The sense of shock and disappointment in India and abroad over the verdict of the Vancouver court, which recently acquitted Malik and Bagri, stems from the harsh reality that a protracted, elaborate and expensive investigation failed to establish the guilt of the two accused to the law's satisfaction. The investigation took close to two decades, covered a large number of countries, and consumed a reported 30 million Canadian dollars. The RCMP has justified the inordinately long investigative process on the grounds that a large number of witnesses needed to be interrogated, that there were international ramifications to this case, and that cooperation on terrorism issues was much weaker when the probe was conducted than it is today. There is an element of truth in this explanation, but the lengthy 15-year hiatus between the Kanishka bombing and the first arrests in the case cannot be explained away by these factors alone. Crucial leads, which emerged within three months of the Kanishka tragedy, were apparently not followed up with the seriousness they deserved. For instance, the founder of the Babbar Khalsa, Talwinder Singh Parmar, was taken into custody in September 1985 in connection with the bomb blast at Narita airport. This terrorist outrage took place on the same day as the Kanishka bombing and the explosive was intended to blow up an Air India flight out of Tokyo. The two terrorist strikes were clearly related but Parmar was let off. Significantly, Justice Ian Bruce Josephson of the Vancouver court noted that Parmar, who fled some years later to India where he was shot dead in 1992 by the Punjab police, was the likely mastermind behind the Kanishka bombing.

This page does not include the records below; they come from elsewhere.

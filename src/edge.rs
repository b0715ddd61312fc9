use std::fmt::{Display, Formatter};

use crate::reference::NodeId;

/// A transient edge descriptor returned by edge establishment.
///
/// The durable edge state lives in the forward branch slots and the reverse
/// parent map of the nodes involved; an `Edge` is never stored back into the
/// graph.
#[derive(Debug, Copy, Clone, Eq, PartialEq)]
pub struct Edge {
    pub source: NodeId,
    pub target: NodeId,
    pub branch: bool,
}

impl Display for Edge {
    fn fmt(&self, f: &mut Formatter<'_>) -> std::fmt::Result {
        write!(
            f,
            "{} -[{}]-> {}",
            self.source,
            if self.branch { "true" } else { "false" },
            self.target
        )
    }
}
//! The traversal cursor shared by validation and comparison.
//!
//! [`Traversal`] is a lazily-produced, pull-based sequence of nodes: each
//! `next()` call advances the cursor by one node and yields it, so a consumer
//! may stop as soon as it has seen what it needs (the comparison walk stops
//! at the first terminal). Cycle detection is built into the cursor itself:
//! membership in the on-path set is checked-and-inserted as one step, and the
//! first insertion that fails is reported as the cycle error.
//!
//! Visitation order is defined by the stack discipline and preserved in the
//! emission sequence; the bookkeeping sets only answer membership.

use fxhash::FxHashSet;

use crate::error::ObddError;
use crate::graph::Graph;
use crate::reference::NodeId;

/// Which successors the cursor follows at every decision node.
#[derive(Debug, Copy, Clone, Eq, PartialEq)]
pub enum Direction {
    /// Always follow the same fixed branch; one deterministic path per walk.
    Branch(bool),
    /// Explore both branches depth-first (the validation walk).
    Both,
}

/// A cursor over a graph: current position, pending successors, and the
/// visited bookkeeping that distinguishes legitimate sharing (a node reached
/// by two different paths) from a cycle (a node revisited on the current
/// path).
pub struct Traversal<'a> {
    graph: &'a Graph,
    direction: Direction,
    /// Pending work; the `bool` marks the post-visit unwind of a node.
    stack: Vec<(NodeId, bool)>,
    /// Nodes whose subgraphs are fully explored.
    visited: FxHashSet<NodeId>,
    /// Nodes on the current root-to-cursor path.
    on_path: FxHashSet<NodeId>,
}

impl<'a> Traversal<'a> {
    pub fn new(graph: &'a Graph, start: NodeId, direction: Direction) -> Self {
        Self {
            graph,
            direction,
            stack: vec![(start, false)],
            visited: FxHashSet::default(),
            on_path: FxHashSet::default(),
        }
    }
}

impl Iterator for Traversal<'_> {
    type Item = Result<NodeId, ObddError>;

    fn next(&mut self) -> Option<Self::Item> {
        while let Some((node, unwinding)) = self.stack.pop() {
            if unwinding {
                self.on_path.remove(&node);
                self.visited.insert(node);
                continue;
            }
            if self.visited.contains(&node) {
                // Reached again over a different path: sharing, not a cycle.
                continue;
            }
            if !self.on_path.insert(node) {
                return Some(Err(ObddError::InvalidNodeReference(node)));
            }
            self.stack.push((node, true));
            match self.direction {
                Direction::Branch(branch) => {
                    if let Some(next) = self.graph.branch(node, branch) {
                        self.stack.push((next, false));
                    }
                }
                Direction::Both => {
                    // False pushed first so the true branch is walked first.
                    if let Some(next) = self.graph.branch(node, false) {
                        self.stack.push((next, false));
                    }
                    if let Some(next) = self.graph.branch(node, true) {
                        self.stack.push((next, false));
                    }
                }
            }
            return Some(Ok(node));
        }
        None
    }
}
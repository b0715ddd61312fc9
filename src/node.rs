use std::cmp::Ordering;
use std::fmt::{Display, Formatter};
use std::sync::atomic::{AtomicBool, Ordering as AtomicOrdering};

use fxhash::FxHashMap;
use log::warn;

use crate::error::{ObddError, Result};
use crate::reference::NodeId;

/// Reserved variable of the canonical `true` terminal.
pub const VAR_ONE: i32 = -1;
/// Reserved variable of the canonical `false` terminal.
pub const VAR_ZERO: i32 = -2;

/// Which branch of a parent reaches a node, as recorded in the reverse map.
///
/// `Unknown` marks a back-reference that was established without a branch,
/// i.e. the graph's own link to a freshly constructed node.
#[derive(Debug, Copy, Clone, Eq, PartialEq, Hash)]
pub enum BranchLabel {
    True,
    False,
    Unknown,
}

impl From<bool> for BranchLabel {
    fn from(branch: bool) -> Self {
        if branch {
            BranchLabel::True
        } else {
            BranchLabel::False
        }
    }
}

/// The owner of a reverse edge: either a real node, or the graph itself for
/// the initial back-reference every fresh node starts with.
#[derive(Debug, Copy, Clone, Eq, PartialEq, Hash)]
pub enum ParentRef {
    Graph,
    Node(NodeId),
}

/// The two concrete node variants.
#[derive(Debug, Copy, Clone, Eq, PartialEq)]
pub enum NodeKind {
    /// An internal node; traversal continues through the selected branch.
    Decision,
    /// A leaf carrying a fixed boolean value; it has no outgoing branches.
    Terminal { value: bool },
}

// Terminal branch reads are expected, not erroneous; say so once per process.
static TERMINAL_BRANCH_WARNED: AtomicBool = AtomicBool::new(false);

fn warn_terminal_branch_once() {
    if TERMINAL_BRANCH_WARNED
        .compare_exchange(false, true, AtomicOrdering::Relaxed, AtomicOrdering::Relaxed)
        .is_ok()
    {
        warn!("a terminal node has no branches");
    }
}

/// A node in the diagram: identity, decision variable, forward branch slots,
/// and the reverse parent map mirroring incoming forward assignments.
///
/// Forward branches and reverse parent entries are only ever updated together
/// by the graph-level edge operations; nothing here enforces the mirror on
/// its own.
#[derive(Debug, Clone)]
pub struct NodeData {
    id: NodeId,
    variable: i32,
    kind: NodeKind,
    true_branch: Option<NodeId>,
    false_branch: Option<NodeId>,
    parents: FxHashMap<ParentRef, BranchLabel>,
}

impl NodeData {
    /// Construct a decision node with the given initial branches and the
    /// graph recorded as its only parent.
    ///
    /// Fails eagerly when both branches point at the same node: identical
    /// branches denote redundancy the model forbids at construction time.
    pub(crate) fn new_decision(
        id: NodeId,
        variable: i32,
        true_branch: NodeId,
        false_branch: NodeId,
    ) -> Result<Self> {
        if true_branch == false_branch {
            return Err(ObddError::InvalidConfiguration(format!(
                "true and false branches of {} both point at {}",
                id, true_branch
            )));
        }
        let mut parents = FxHashMap::default();
        parents.insert(ParentRef::Graph, BranchLabel::Unknown);
        Ok(Self {
            id,
            variable,
            kind: NodeKind::Decision,
            true_branch: Some(true_branch),
            false_branch: Some(false_branch),
            parents,
        })
    }

    /// Construct a terminal leaf at a reserved variable slot.
    pub(crate) fn new_terminal(id: NodeId, variable: i32, value: bool) -> Self {
        let mut parents = FxHashMap::default();
        parents.insert(ParentRef::Graph, BranchLabel::Unknown);
        Self {
            id,
            variable,
            kind: NodeKind::Terminal { value },
            true_branch: None,
            false_branch: None,
            parents,
        }
    }

    pub fn id(&self) -> NodeId {
        self.id
    }

    pub fn variable(&self) -> i32 {
        self.variable
    }

    pub fn kind(&self) -> NodeKind {
        self.kind
    }

    pub fn is_terminal(&self) -> bool {
        matches!(self.kind, NodeKind::Terminal { .. })
    }

    /// The fixed value of a terminal leaf, `None` for decision nodes.
    pub fn terminal_value(&self) -> Option<bool> {
        match self.kind {
            NodeKind::Terminal { value } => Some(value),
            NodeKind::Decision => None,
        }
    }

    /// Return the true or false branch, `None` when absent.
    ///
    /// Terminals always answer "no successor"; this is their defining
    /// property, not an error, and is logged at most once per process.
    pub fn branch(&self, branch: bool) -> Option<NodeId> {
        if self.is_terminal() {
            warn_terminal_branch_once();
            return None;
        }
        if branch {
            self.true_branch
        } else {
            self.false_branch
        }
    }

    /// Assign a forward branch.
    ///
    /// Rejects duplicate instances among {parent, true-branch, false-branch}:
    /// the other branch already holding `target`, or `target` already being a
    /// recorded parent of this node.
    pub(crate) fn set_branch(&mut self, branch: bool, target: NodeId) -> Result<()> {
        if self.is_terminal() {
            return Err(ObddError::InvalidConfiguration(format!(
                "terminal {} has no branch slots",
                self.id
            )));
        }
        let other = if branch {
            self.false_branch
        } else {
            self.true_branch
        };
        if other == Some(target) {
            return Err(ObddError::InvalidConfiguration(format!(
                "true and false branches of {} both point at {}",
                self.id, target
            )));
        }
        if self.parents.contains_key(&ParentRef::Node(target)) {
            return Err(ObddError::InvalidConfiguration(format!(
                "{} is both a parent and a branch of {}",
                target, self.id
            )));
        }
        if branch {
            self.true_branch = Some(target);
        } else {
            self.false_branch = Some(target);
        }
        Ok(())
    }

    /// Record a reverse parent entry.
    ///
    /// Rejects a parent that is also one of this node's branches (the same
    /// duplicate-instance rule as [`set_branch`][Self::set_branch]).
    pub(crate) fn add_parent(&mut self, parent: ParentRef, label: BranchLabel) -> Result<()> {
        if let ParentRef::Node(node) = parent {
            if self.true_branch == Some(node) || self.false_branch == Some(node) {
                return Err(ObddError::InvalidConfiguration(format!(
                    "{} is both a parent and a branch of {}",
                    node, self.id
                )));
            }
        }
        self.parents.insert(parent, label);
        Ok(())
    }

    pub(crate) fn remove_parent(&mut self, parent: ParentRef) {
        self.parents.remove(&parent);
    }

    /// The recorded branch label from `parent`, if any.
    pub fn parent_label(&self, parent: ParentRef) -> Option<BranchLabel> {
        self.parents.get(&parent).copied()
    }

    pub fn has_parent(&self, parent: ParentRef) -> bool {
        self.parents.contains_key(&parent)
    }

    /// Whether any real node (as opposed to the graph's initial
    /// back-reference) is recorded as a parent. Root resolution is driven by
    /// this predicate.
    pub fn has_node_parent(&self) -> bool {
        self.parents
            .keys()
            .any(|p| matches!(p, ParentRef::Node(_)))
    }

    pub fn parent_count(&self) -> usize {
        self.parents.len()
    }

    /// Ordering by decision variable, ascending, with the id as a
    /// deterministic tie-break. Never used for equality.
    pub fn order(&self, other: &NodeData) -> Ordering {
        self.variable
            .cmp(&other.variable)
            .then(self.id.cmp(&other.id))
    }
}

impl Display for NodeData {
    fn fmt(&self, f: &mut Formatter<'_>) -> std::fmt::Result {
        match self.kind {
            NodeKind::Terminal { value } => write!(f, "Terminal({})", value),
            NodeKind::Decision => {
                let show = |b: Option<NodeId>| match b {
                    Some(id) => format!("{}", id),
                    None => "''".to_string(),
                };
                write!(
                    f,
                    "Decision(x{}, true:{}, false:{})",
                    self.variable,
                    show(self.true_branch),
                    show(self.false_branch)
                )
            }
        }
    }
}

#[cfg(test)]
mod tests {
    use super::*;

    use test_log::test;

    #[test]
    fn test_identical_branches_rejected_at_construction() {
        let target = NodeId::new(1);
        let res = NodeData::new_decision(NodeId::new(5), 3, target, target);
        assert!(matches!(res, Err(ObddError::InvalidConfiguration(_))));
    }

    #[test]
    fn test_set_branch_rejects_duplicate() {
        let one = NodeId::new(0);
        let zero = NodeId::new(1);
        let mut node = NodeData::new_decision(NodeId::new(2), 1, one, zero).unwrap();
        // Rewiring the false branch onto the true branch's target is redundancy.
        let res = node.set_branch(false, one);
        assert!(matches!(res, Err(ObddError::InvalidConfiguration(_))));
        // A fresh target is fine.
        node.set_branch(false, NodeId::new(3)).unwrap();
        assert_eq!(node.branch(false), Some(NodeId::new(3)));
    }

    #[test]
    fn test_parent_branch_duplicate_rejected() {
        let one = NodeId::new(0);
        let zero = NodeId::new(1);
        let mut node = NodeData::new_decision(NodeId::new(2), 1, one, zero).unwrap();
        node.set_branch(true, NodeId::new(3)).unwrap();
        // The true branch target cannot also be recorded as a parent.
        let res = node.add_parent(ParentRef::Node(NodeId::new(3)), BranchLabel::True);
        assert!(matches!(res, Err(ObddError::InvalidConfiguration(_))));
    }

    #[test]
    fn test_terminal_branch_reads_are_noops() {
        let leaf = NodeData::new_terminal(NodeId::new(0), VAR_ONE, true);
        // Absence of branches is the defining property of a terminal; reads
        // stay quiet no matter how often they are repeated.
        for _ in 0..3 {
            assert_eq!(leaf.branch(true), None);
            assert_eq!(leaf.branch(false), None);
        }
        assert_eq!(leaf.terminal_value(), Some(true));
        assert_eq!(leaf.kind(), NodeKind::Terminal { value: true });
    }

    #[test]
    fn test_terminal_set_branch_fails() {
        let mut leaf = NodeData::new_terminal(NodeId::new(0), VAR_ZERO, false);
        let res = leaf.set_branch(true, NodeId::new(4));
        assert!(matches!(res, Err(ObddError::InvalidConfiguration(_))));
    }

    #[test]
    fn test_fresh_node_has_only_graph_parent() {
        let node =
            NodeData::new_decision(NodeId::new(2), 7, NodeId::new(0), NodeId::new(1)).unwrap();
        assert!(node.has_parent(ParentRef::Graph));
        assert!(!node.has_node_parent());
        assert_eq!(node.parent_label(ParentRef::Graph), Some(BranchLabel::Unknown));
        assert_eq!(node.kind(), NodeKind::Decision);
    }

    #[test]
    fn test_parent_count_tracks_reverse_entries() {
        let mut node =
            NodeData::new_decision(NodeId::new(2), 1, NodeId::new(0), NodeId::new(1)).unwrap();
        assert_eq!(node.parent_count(), 1); // the graph's initial back-reference
        node.add_parent(ParentRef::Node(NodeId::new(5)), BranchLabel::True)
            .unwrap();
        node.add_parent(ParentRef::Node(NodeId::new(6)), BranchLabel::False)
            .unwrap();
        assert_eq!(node.parent_count(), 3);
        node.remove_parent(ParentRef::Node(NodeId::new(5)));
        assert_eq!(node.parent_count(), 2);
    }

    #[test]
    fn test_order_by_variable_then_id() {
        let a = NodeData::new_decision(NodeId::new(2), 1, NodeId::new(0), NodeId::new(1)).unwrap();
        let b = NodeData::new_decision(NodeId::new(3), 2, NodeId::new(0), NodeId::new(1)).unwrap();
        let c = NodeData::new_decision(NodeId::new(4), 1, NodeId::new(0), NodeId::new(1)).unwrap();
        assert_eq!(a.order(&b), Ordering::Less);
        assert_eq!(b.order(&a), Ordering::Greater);
        assert_eq!(a.order(&c), Ordering::Less); // same variable, id breaks the tie
    }

    #[test]
    fn test_label_from_bool() {
        assert_eq!(BranchLabel::from(true), BranchLabel::True);
        assert_eq!(BranchLabel::from(false), BranchLabel::False);
    }
}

The investigation was also marred by allegations of bungling, following revelations that intelligence officials had furnished misleading affidavits to conduct phone taps, and that taped interviews with Air India officials were destroyed because of a turf war within the investigative machinery. The prosecution was forced to rely heavily on the testimony of a string of witnesses, including that of a former lover of Malik. While it may have shown that the two had a clear motive to blow up the Kanishka, the prosecution evidently failed to unearth the evidence required to prove their involvement in the conspiracy beyond reasonable doubt. The RCMP and the Canadian intelligence agencies are bound to be asked a lot of tough questions following this verdict, which makes a mockery of the marathon investigation into what was regarded as the biggest act of air terrorism before 9/11.